**Provided data:**
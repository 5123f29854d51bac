//! Frontend Models
//!
//! Record shapes returned by the coaching API. The backend is loose about
//! types (ids and numbers arrive as strings, text fields as null), so
//! fields decode leniently and unknown fields are ignored.

use list_manager::Record;
use serde::de::{Deserializer, Error as _};
use serde::Deserialize;
use serde_json::Value;

// ========================
// Lenient Decoders
// ========================

/// String, number, bool or null as a string; null becomes empty
pub fn lenient_string<'de, D: Deserializer<'de>>(de: D) -> Result<String, D::Error> {
    Ok(match Value::deserialize(de)? {
        Value::String(s) => s,
        Value::Null => String::new(),
        Value::Number(n) => n.to_string(),
        Value::Bool(b) => b.to_string(),
        other => other.to_string(),
    })
}

/// Like [`lenient_string`], but null and blank become `None`
pub fn lenient_opt_string<'de, D: Deserializer<'de>>(de: D) -> Result<Option<String>, D::Error> {
    let text = lenient_string(de)?;
    Ok(Some(text).filter(|t| !t.trim().is_empty()))
}

fn u64_from_value(value: &Value) -> Option<u64> {
    match value {
        Value::Number(n) => n.as_u64(),
        Value::String(s) => s.trim().parse().ok(),
        _ => None,
    }
}

pub fn lenient_u64<'de, D: Deserializer<'de>>(de: D) -> Result<u64, D::Error> {
    let value = Value::deserialize(de)?;
    u64_from_value(&value).ok_or_else(|| D::Error::custom(format!("invalid id {}", value)))
}

/// Numeric id that may be missing; unparsable values become 0
pub fn lenient_u64_or_zero<'de, D: Deserializer<'de>>(de: D) -> Result<u64, D::Error> {
    Ok(u64_from_value(&Value::deserialize(de)?).unwrap_or(0))
}

/// Number or numeric string; anything else becomes 0
pub fn lenient_f64<'de, D: Deserializer<'de>>(de: D) -> Result<f64, D::Error> {
    Ok(match Value::deserialize(de)? {
        Value::Number(n) => n.as_f64().unwrap_or(0.0),
        Value::String(s) => crate::format::parse_percent(&s),
        _ => 0.0,
    })
}

// ========================
// Check-in Questions & Answers
// ========================

#[derive(Debug, Clone, PartialEq, Deserialize)]
pub struct Question {
    #[serde(deserialize_with = "lenient_u64")]
    pub id: u64,
    #[serde(default, deserialize_with = "lenient_string")]
    pub question: String,
    /// "active" or "inactive"
    #[serde(default, deserialize_with = "lenient_string")]
    pub status: String,
    #[serde(default, deserialize_with = "lenient_opt_string")]
    pub created_at: Option<String>,
}

impl Record for Question {
    type Id = u64;

    fn id(&self) -> u64 {
        self.id
    }

    fn search_fields(&self) -> Vec<&str> {
        vec![self.question.as_str()]
    }
}

#[derive(Debug, Clone, Default, PartialEq, Deserialize)]
pub struct QuestionRef {
    #[serde(default, deserialize_with = "lenient_string")]
    pub question: String,
}

#[derive(Debug, Clone, Default, PartialEq, Deserialize)]
pub struct UserRef {
    #[serde(default, deserialize_with = "lenient_string")]
    pub first_name: String,
    #[serde(default, deserialize_with = "lenient_string")]
    pub email: String,
}

#[derive(Debug, Clone, PartialEq, Deserialize)]
pub struct Answer {
    #[serde(deserialize_with = "lenient_u64")]
    pub id: u64,
    #[serde(default, deserialize_with = "lenient_string")]
    pub answer: String,
    #[serde(default, deserialize_with = "lenient_u64_or_zero")]
    pub question_id: u64,
    #[serde(default, deserialize_with = "lenient_u64_or_zero")]
    pub user_id: u64,
    #[serde(default)]
    pub question: Option<QuestionRef>,
    #[serde(default)]
    pub user: Option<UserRef>,
    #[serde(default, deserialize_with = "lenient_opt_string")]
    pub created_at: Option<String>,
}

impl Answer {
    pub fn question_text(&self) -> &str {
        self.question.as_ref().map_or("", |q| q.question.as_str())
    }

    pub fn user_name(&self) -> &str {
        self.user.as_ref().map_or("", |u| u.first_name.as_str())
    }

    pub fn user_email(&self) -> &str {
        self.user.as_ref().map_or("", |u| u.email.as_str())
    }
}

impl Record for Answer {
    type Id = u64;

    fn id(&self) -> u64 {
        self.id
    }

    fn search_fields(&self) -> Vec<&str> {
        vec![self.answer.as_str(), self.question_text(), self.user_name()]
    }
}

/// Weekly answers are also searchable by the author's email
#[derive(Debug, Clone, PartialEq, Deserialize)]
#[serde(transparent)]
pub struct WeeklyAnswer(pub Answer);

impl Record for WeeklyAnswer {
    type Id = u64;

    fn id(&self) -> u64 {
        self.0.id
    }

    fn search_fields(&self) -> Vec<&str> {
        vec![self.0.question_text(), self.0.answer.as_str(), self.0.user_name(), self.0.user_email()]
    }
}

#[derive(Debug, Clone, PartialEq, Deserialize)]
pub struct Rating {
    #[serde(deserialize_with = "lenient_u64")]
    pub id: u64,
    #[serde(default, deserialize_with = "lenient_string")]
    pub user_name: String,
    #[serde(default, deserialize_with = "lenient_string")]
    pub rating: String,
    #[serde(default, deserialize_with = "lenient_string")]
    pub feedback: String,
    #[serde(default, deserialize_with = "lenient_opt_string")]
    pub created_at: Option<String>,
}

impl Record for Rating {
    type Id = u64;

    fn id(&self) -> u64 {
        self.id
    }

    fn search_fields(&self) -> Vec<&str> {
        vec![self.user_name.as_str(), self.feedback.as_str()]
    }
}

// ========================
// Users
// ========================

#[derive(Debug, Clone, Default, PartialEq, Deserialize)]
pub struct Partner {
    #[serde(deserialize_with = "lenient_u64")]
    pub id: u64,
    #[serde(default, deserialize_with = "lenient_string")]
    pub first_name: String,
    #[serde(default, deserialize_with = "lenient_string")]
    pub my_partner_name: String,
    #[serde(default, deserialize_with = "lenient_string")]
    pub mobile: String,
    #[serde(default, deserialize_with = "lenient_string")]
    pub email: String,
    #[serde(default, deserialize_with = "lenient_string")]
    pub my_partner_mobile: String,
    #[serde(default, deserialize_with = "lenient_string")]
    pub my_partner_email: String,
    /// "husband" or "wife"
    #[serde(default, deserialize_with = "lenient_string")]
    pub partner: String,
    #[serde(default, deserialize_with = "lenient_string")]
    pub role: String,
    #[serde(default, deserialize_with = "lenient_opt_string")]
    pub image: Option<String>,
}

impl Partner {
    pub fn is_husband(&self) -> bool {
        self.partner.trim().eq_ignore_ascii_case("husband")
    }

    pub fn is_wife(&self) -> bool {
        self.partner.trim().eq_ignore_ascii_case("wife")
    }
}

impl Record for Partner {
    type Id = u64;

    fn id(&self) -> u64 {
        self.id
    }

    fn search_fields(&self) -> Vec<&str> {
        vec![
            self.first_name.as_str(),
            self.my_partner_name.as_str(),
            self.email.as_str(),
            self.mobile.as_str(),
            self.role.as_str(),
            self.partner.as_str(),
        ]
    }
}

#[derive(Debug, Clone, Default, PartialEq, Deserialize)]
pub struct Profile {
    #[serde(default, deserialize_with = "lenient_string")]
    pub first_name: String,
    #[serde(default, deserialize_with = "lenient_string")]
    pub my_partner_name: String,
    #[serde(default, deserialize_with = "lenient_string")]
    pub mobile: String,
    #[serde(default, deserialize_with = "lenient_string")]
    pub my_partner_mobile: String,
    #[serde(default, deserialize_with = "lenient_string")]
    pub email: String,
    #[serde(default, deserialize_with = "lenient_string")]
    pub address: String,
    #[serde(default, deserialize_with = "lenient_opt_string")]
    pub image: Option<String>,
}

// ========================
// Recommendations
// ========================

#[derive(Debug, Clone, PartialEq, Deserialize)]
pub struct Recommendation {
    #[serde(deserialize_with = "lenient_u64")]
    pub id: u64,
    #[serde(default, deserialize_with = "lenient_string")]
    pub title: String,
    #[serde(default, deserialize_with = "lenient_string")]
    pub subtitle: String,
    #[serde(default, deserialize_with = "lenient_string")]
    pub description: String,
    #[serde(default, deserialize_with = "lenient_opt_string")]
    pub image: Option<String>,
    #[serde(default, deserialize_with = "lenient_string")]
    pub button_label: String,
    #[serde(default, deserialize_with = "lenient_string")]
    pub button_link: String,
    #[serde(default, deserialize_with = "lenient_opt_string")]
    pub created_at: Option<String>,
}

impl Record for Recommendation {
    type Id = u64;

    fn id(&self) -> u64 {
        self.id
    }

    fn search_fields(&self) -> Vec<&str> {
        vec![self.title.as_str(), self.description.as_str(), self.subtitle.as_str()]
    }
}

// ========================
// Progress & Analytics
// ========================

#[derive(Debug, Clone, PartialEq, Deserialize)]
pub struct ProgressEntry {
    #[serde(deserialize_with = "lenient_u64")]
    pub id: u64,
    #[serde(default, deserialize_with = "lenient_string")]
    pub user_name: String,
    #[serde(default, deserialize_with = "lenient_string")]
    pub user_email: String,
    #[serde(default, deserialize_with = "lenient_string")]
    pub streak_days: String,
    #[serde(default, deserialize_with = "lenient_string")]
    pub points: String,
    #[serde(default, deserialize_with = "lenient_string")]
    pub tier: String,
    #[serde(default, deserialize_with = "lenient_string")]
    pub progress_percent: String,
    #[serde(default, deserialize_with = "lenient_string")]
    pub description: String,
    #[serde(default, deserialize_with = "lenient_opt_string")]
    pub created_at: Option<String>,
}

impl Record for ProgressEntry {
    type Id = u64;

    fn id(&self) -> u64 {
        self.id
    }

    fn search_fields(&self) -> Vec<&str> {
        vec![self.user_name.as_str(), self.user_email.as_str()]
    }
}

#[derive(Debug, Clone, Default, PartialEq, Deserialize)]
pub struct LeaderEntry {
    #[serde(default, deserialize_with = "lenient_string")]
    pub name: String,
    #[serde(default, deserialize_with = "lenient_string")]
    pub score: String,
}

#[derive(Debug, Clone, Default, PartialEq, Deserialize)]
pub struct LeaderboardStats {
    #[serde(default, deserialize_with = "lenient_string")]
    pub user_score: String,
    #[serde(default, deserialize_with = "lenient_string")]
    pub level: String,
    #[serde(default, deserialize_with = "lenient_string")]
    pub streak_days: String,
    #[serde(default, deserialize_with = "lenient_string")]
    pub regional_avg: String,
    #[serde(default, deserialize_with = "lenient_string")]
    pub top_10_avg: String,
    #[serde(default)]
    pub leaderboard: Vec<LeaderEntry>,
}

#[derive(Debug, Clone, Default, PartialEq, Deserialize)]
pub struct ScorePoint {
    #[serde(default, deserialize_with = "lenient_f64")]
    pub value: f64,
}

#[derive(Debug, Clone, Default, PartialEq, Deserialize)]
pub struct TrendPoint {
    #[serde(default, deserialize_with = "lenient_string")]
    pub date: String,
    #[serde(default, deserialize_with = "lenient_f64")]
    pub score: f64,
}

#[derive(Debug, Clone, Default, PartialEq, Deserialize)]
pub struct ProgressReport {
    #[serde(default, deserialize_with = "lenient_string")]
    pub category: String,
    #[serde(default, deserialize_with = "lenient_f64")]
    pub value: f64,
}

/// Week-over-week change, e.g. "12%" or "Stable"
#[derive(Debug, Clone, Default, PartialEq, Deserialize)]
pub struct WeekComparison {
    #[serde(default, deserialize_with = "lenient_string")]
    pub communication: String,
    #[serde(default, deserialize_with = "lenient_string")]
    pub trust: String,
}

#[derive(Debug, Clone, Default, PartialEq, Deserialize)]
pub struct AnalyticsReport {
    #[serde(default)]
    pub scores: Vec<ScorePoint>,
    #[serde(default)]
    pub trends: Vec<TrendPoint>,
    #[serde(default)]
    pub progress_reports: Vec<ProgressReport>,
    #[serde(default)]
    pub week_vs_last_week: WeekComparison,
}

impl AnalyticsReport {
    pub fn overall_score(&self) -> f64 {
        self.scores.first().map_or(0.0, |s| s.value)
    }
}

#[cfg(test)]
mod tests {
    use super::*;
    use list_manager::search;

    #[test]
    fn test_question_with_string_id() {
        let q: Question = serde_json::from_str(r#"{"id":"4","question":"How was today?","status":"active","extra":1}"#).unwrap();
        assert_eq!(q.id, 4);
        assert_eq!(q.created_at, None);
        assert!(search::matches(&q, "TODAY"));
    }

    #[test]
    fn test_question_search_ignores_status() {
        let active = Question { id: 1, question: "How was today?".into(), status: "active".into(), created_at: None };
        let inactive = Question { id: 2, question: "What made you smile?".into(), status: "inactive".into(), created_at: None };
        assert!(!search::matches(&active, "active"));
        assert!(!search::matches(&inactive, "active"));
        assert!(search::matches(&inactive, "smile"));
    }

    #[test]
    fn test_answer_nested_refs() {
        let a: Answer = serde_json::from_str(
            r#"{"id":9,"answer":"We cooked","question_id":"2","user_id":5,
                "question":{"question":"Positive action?"},"user":{"first_name":"Ravi","email":null}}"#,
        )
        .unwrap();
        assert_eq!(a.question_text(), "Positive action?");
        assert_eq!(a.user_name(), "Ravi");
        assert_eq!(a.user_email(), "");
        assert!(search::matches(&a, "ravi"));
        assert!(search::matches(&a, "positive"));
    }

    #[test]
    fn test_only_weekly_answers_search_email() {
        let raw = r#"{"id":1,"answer":"ok","user":{"first_name":"Ann","email":"ann@mail.com"}}"#;
        let daily: Answer = serde_json::from_str(raw).unwrap();
        let weekly: WeeklyAnswer = serde_json::from_str(raw).unwrap();
        assert!(!search::matches(&daily, "mail.com"));
        assert!(search::matches(&weekly, "mail.com"));
    }

    #[test]
    fn test_answer_without_user_is_not_an_error() {
        let a: Answer = serde_json::from_str(r#"{"id":3,"answer":null,"user":null}"#).unwrap();
        assert_eq!(a.answer, "");
        assert_eq!(a.user_name(), "");
    }

    #[test]
    fn test_missing_id_is_rejected() {
        assert!(serde_json::from_str::<Question>(r#"{"question":"x"}"#).is_err());
        assert!(serde_json::from_str::<Question>(r#"{"id":"abc"}"#).is_err());
    }

    #[test]
    fn test_partner_roles() {
        let p: Partner = serde_json::from_str(r#"{"id":1,"first_name":"Sam","partner":"Husband","mobile":9876543210}"#).unwrap();
        assert!(p.is_husband());
        assert!(!p.is_wife());
        assert_eq!(p.mobile, "9876543210");
        assert!(search::matches(&p, "98765"));
    }

    #[test]
    fn test_analytics_report() {
        let report: AnalyticsReport = serde_json::from_str(
            r#"{"status":true,"scores":[{"value":"78"}],"trends":[{"date":"2024-05-01","score":61}],
                "progress_reports":[{"category":"Trust","value":40}],
                "week_vs_last_week":{"communication":"12%","trust":"Stable"}}"#,
        )
        .unwrap();
        assert_eq!(report.overall_score(), 78.0);
        assert_eq!(report.trends[0].score, 61.0);
        assert_eq!(report.week_vs_last_week.trust, "Stable");
    }

    #[test]
    fn test_leaderboard_defaults() {
        let stats: LeaderboardStats = serde_json::from_str(r#"{"user_score":88,"leaderboard":[{"name":"A","score":90}]}"#).unwrap();
        assert_eq!(stats.user_score, "88");
        assert_eq!(stats.level, "");
        assert_eq!(stats.leaderboard[0].score, "90");
    }
}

**Task:** Report how many lines of the records above contain the word "ProgressReport", and give only that number.

**Final answer:** 2